Work to be completed:
Search the entries below for the string "each" and copy the lines that hold it.

(Stored data)
· · · · · · ·

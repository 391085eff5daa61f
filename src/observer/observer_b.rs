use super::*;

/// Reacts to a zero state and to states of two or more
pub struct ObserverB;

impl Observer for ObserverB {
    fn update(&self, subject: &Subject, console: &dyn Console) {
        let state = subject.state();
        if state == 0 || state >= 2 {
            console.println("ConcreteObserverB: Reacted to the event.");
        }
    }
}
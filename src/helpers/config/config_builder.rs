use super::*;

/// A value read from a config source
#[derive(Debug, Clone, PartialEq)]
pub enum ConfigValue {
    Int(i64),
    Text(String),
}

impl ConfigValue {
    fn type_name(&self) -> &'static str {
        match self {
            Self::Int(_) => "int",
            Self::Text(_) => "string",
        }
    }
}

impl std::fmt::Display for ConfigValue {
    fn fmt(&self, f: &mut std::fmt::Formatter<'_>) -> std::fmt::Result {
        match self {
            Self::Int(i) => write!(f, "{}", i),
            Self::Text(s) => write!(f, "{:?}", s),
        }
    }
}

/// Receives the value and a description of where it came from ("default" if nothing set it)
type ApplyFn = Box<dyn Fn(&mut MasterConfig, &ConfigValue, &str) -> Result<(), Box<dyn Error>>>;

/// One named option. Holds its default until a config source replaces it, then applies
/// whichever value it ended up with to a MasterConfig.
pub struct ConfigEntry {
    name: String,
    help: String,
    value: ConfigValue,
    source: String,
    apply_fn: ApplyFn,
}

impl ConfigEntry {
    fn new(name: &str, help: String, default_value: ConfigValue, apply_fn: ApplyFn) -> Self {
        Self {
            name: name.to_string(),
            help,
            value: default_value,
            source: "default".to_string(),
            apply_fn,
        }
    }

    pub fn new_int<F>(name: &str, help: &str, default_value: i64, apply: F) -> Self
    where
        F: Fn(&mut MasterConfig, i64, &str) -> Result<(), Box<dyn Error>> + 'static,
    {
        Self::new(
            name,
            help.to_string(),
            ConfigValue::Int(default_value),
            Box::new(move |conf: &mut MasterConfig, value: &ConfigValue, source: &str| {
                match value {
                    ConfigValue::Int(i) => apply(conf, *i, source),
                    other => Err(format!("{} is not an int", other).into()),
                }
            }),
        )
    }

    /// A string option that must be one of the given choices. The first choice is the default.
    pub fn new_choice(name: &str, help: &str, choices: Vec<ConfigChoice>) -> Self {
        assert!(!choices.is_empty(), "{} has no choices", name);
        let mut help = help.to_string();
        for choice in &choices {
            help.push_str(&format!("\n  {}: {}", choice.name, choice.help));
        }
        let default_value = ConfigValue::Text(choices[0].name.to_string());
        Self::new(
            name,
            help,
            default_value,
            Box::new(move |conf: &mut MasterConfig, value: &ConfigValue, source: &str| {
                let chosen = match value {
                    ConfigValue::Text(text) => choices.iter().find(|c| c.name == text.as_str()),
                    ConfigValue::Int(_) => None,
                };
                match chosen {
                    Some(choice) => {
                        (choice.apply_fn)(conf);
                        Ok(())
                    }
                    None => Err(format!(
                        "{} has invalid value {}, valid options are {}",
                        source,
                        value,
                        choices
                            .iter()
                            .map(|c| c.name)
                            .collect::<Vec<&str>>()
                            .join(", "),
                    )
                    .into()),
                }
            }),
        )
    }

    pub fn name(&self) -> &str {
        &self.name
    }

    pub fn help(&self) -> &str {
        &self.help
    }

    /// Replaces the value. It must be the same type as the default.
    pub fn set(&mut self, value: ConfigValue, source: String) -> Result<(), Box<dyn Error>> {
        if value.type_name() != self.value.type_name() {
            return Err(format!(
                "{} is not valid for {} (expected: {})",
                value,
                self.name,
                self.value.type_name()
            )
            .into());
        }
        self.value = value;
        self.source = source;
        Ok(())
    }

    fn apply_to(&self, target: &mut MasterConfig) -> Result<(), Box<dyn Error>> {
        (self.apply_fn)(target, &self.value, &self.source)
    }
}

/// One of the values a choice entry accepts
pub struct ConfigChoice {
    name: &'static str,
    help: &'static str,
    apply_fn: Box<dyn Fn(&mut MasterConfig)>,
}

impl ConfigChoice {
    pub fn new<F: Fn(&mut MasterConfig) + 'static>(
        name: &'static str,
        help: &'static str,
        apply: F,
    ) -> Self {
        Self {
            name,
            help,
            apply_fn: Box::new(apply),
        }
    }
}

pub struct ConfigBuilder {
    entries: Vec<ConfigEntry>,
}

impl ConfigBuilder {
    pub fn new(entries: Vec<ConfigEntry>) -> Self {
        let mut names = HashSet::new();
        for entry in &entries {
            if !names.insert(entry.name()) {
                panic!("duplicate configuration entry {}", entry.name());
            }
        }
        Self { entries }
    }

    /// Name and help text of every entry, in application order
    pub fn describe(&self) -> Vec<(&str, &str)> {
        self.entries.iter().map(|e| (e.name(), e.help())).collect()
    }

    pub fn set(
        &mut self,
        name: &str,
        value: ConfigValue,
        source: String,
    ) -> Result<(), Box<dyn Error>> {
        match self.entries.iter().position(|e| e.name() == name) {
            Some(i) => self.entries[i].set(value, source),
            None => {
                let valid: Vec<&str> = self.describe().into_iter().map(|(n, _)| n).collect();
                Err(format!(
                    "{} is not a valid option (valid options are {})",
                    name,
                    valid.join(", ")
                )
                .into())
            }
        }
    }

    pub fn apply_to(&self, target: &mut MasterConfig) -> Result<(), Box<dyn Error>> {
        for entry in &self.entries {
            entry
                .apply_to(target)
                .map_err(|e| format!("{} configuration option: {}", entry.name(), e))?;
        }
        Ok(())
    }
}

· · · · · · ·

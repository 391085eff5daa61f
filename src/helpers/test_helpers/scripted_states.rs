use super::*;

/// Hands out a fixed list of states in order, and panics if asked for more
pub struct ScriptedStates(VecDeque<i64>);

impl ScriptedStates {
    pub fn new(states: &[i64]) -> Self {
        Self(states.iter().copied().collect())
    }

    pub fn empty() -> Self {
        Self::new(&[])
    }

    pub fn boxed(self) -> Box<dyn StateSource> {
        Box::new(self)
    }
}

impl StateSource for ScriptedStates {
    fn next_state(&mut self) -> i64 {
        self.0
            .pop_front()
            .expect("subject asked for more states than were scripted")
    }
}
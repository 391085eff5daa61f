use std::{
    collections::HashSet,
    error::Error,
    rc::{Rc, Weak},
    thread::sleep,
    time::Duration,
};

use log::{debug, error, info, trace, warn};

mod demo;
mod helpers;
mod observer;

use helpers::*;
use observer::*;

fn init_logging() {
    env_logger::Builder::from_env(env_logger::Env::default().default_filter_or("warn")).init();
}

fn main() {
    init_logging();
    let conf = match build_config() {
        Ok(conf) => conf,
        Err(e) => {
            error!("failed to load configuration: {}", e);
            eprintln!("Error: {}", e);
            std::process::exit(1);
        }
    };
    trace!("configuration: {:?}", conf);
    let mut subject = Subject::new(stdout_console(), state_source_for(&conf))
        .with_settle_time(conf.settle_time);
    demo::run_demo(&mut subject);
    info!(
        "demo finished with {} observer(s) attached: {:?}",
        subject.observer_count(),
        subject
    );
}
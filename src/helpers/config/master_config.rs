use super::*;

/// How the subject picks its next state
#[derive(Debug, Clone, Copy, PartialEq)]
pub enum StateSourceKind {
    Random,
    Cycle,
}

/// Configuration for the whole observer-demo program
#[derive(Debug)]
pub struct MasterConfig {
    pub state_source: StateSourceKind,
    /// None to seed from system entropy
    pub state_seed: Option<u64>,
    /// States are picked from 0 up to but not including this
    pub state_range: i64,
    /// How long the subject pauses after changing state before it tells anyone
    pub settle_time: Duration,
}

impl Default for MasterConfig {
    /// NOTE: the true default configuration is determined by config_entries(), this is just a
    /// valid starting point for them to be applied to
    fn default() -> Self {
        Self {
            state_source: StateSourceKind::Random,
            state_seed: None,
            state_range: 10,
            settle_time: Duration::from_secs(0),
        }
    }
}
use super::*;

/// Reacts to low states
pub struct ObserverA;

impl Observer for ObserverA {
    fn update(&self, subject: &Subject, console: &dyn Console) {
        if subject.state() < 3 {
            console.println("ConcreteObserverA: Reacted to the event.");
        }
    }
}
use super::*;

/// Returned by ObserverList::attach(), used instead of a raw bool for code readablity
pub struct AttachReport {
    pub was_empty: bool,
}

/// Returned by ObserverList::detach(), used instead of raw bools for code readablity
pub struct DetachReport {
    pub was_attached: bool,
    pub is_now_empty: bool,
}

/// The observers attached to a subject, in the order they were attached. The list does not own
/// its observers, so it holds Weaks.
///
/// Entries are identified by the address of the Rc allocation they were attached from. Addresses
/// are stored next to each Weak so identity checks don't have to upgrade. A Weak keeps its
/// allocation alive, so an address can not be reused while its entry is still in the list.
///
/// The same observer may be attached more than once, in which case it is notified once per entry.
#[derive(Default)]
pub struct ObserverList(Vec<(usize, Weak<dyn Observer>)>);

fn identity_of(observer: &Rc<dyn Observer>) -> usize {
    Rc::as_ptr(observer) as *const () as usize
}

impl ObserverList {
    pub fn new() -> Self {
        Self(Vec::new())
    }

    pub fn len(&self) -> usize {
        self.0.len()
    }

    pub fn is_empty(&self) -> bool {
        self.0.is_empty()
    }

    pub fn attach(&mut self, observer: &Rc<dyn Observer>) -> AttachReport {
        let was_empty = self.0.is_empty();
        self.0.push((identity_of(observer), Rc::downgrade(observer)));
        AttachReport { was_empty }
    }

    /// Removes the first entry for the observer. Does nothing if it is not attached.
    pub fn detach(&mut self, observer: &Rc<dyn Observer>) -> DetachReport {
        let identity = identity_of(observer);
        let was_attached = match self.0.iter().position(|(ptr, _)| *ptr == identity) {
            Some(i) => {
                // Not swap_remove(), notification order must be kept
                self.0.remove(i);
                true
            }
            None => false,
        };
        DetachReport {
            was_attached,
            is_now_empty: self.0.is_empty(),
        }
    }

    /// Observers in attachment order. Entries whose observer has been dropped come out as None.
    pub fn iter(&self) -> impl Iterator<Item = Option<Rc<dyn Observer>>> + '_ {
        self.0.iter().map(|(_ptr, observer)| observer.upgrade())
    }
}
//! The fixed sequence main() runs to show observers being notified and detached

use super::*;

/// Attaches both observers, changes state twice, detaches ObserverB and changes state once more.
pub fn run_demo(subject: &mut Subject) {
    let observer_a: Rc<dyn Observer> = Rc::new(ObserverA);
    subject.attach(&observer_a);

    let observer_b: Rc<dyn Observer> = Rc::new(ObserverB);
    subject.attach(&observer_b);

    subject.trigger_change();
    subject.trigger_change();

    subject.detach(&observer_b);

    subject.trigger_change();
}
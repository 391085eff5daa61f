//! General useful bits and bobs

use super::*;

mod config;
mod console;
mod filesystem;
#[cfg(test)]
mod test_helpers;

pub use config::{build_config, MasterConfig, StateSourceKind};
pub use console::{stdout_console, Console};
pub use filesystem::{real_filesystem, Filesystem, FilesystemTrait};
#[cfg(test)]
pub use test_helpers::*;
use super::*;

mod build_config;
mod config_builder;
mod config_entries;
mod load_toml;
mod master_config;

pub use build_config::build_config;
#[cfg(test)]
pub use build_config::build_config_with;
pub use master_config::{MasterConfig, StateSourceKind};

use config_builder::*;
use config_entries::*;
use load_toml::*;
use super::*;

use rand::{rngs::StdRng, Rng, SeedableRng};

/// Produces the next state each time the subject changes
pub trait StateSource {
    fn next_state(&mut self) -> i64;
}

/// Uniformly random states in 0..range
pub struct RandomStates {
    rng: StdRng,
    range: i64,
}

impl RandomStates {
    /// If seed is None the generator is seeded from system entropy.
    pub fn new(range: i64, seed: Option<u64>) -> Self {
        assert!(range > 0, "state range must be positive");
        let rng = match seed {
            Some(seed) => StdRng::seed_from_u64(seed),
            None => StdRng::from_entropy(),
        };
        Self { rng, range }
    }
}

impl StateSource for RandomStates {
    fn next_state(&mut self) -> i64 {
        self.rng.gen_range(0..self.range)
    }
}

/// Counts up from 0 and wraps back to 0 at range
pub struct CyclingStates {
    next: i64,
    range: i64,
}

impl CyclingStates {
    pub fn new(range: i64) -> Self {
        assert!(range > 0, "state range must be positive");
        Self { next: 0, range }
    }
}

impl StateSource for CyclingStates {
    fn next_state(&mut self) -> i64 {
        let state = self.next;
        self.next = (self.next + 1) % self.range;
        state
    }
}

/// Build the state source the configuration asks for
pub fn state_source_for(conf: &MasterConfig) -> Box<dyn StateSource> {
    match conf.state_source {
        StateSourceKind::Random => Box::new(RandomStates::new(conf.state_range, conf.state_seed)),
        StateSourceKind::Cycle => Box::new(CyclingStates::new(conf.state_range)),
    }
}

· · · · · · ·

Answer section:
/// are stored next to each Weak so identity checks don't have to upgrade. A Weak keeps its
/// Produces the next state each time the subject changes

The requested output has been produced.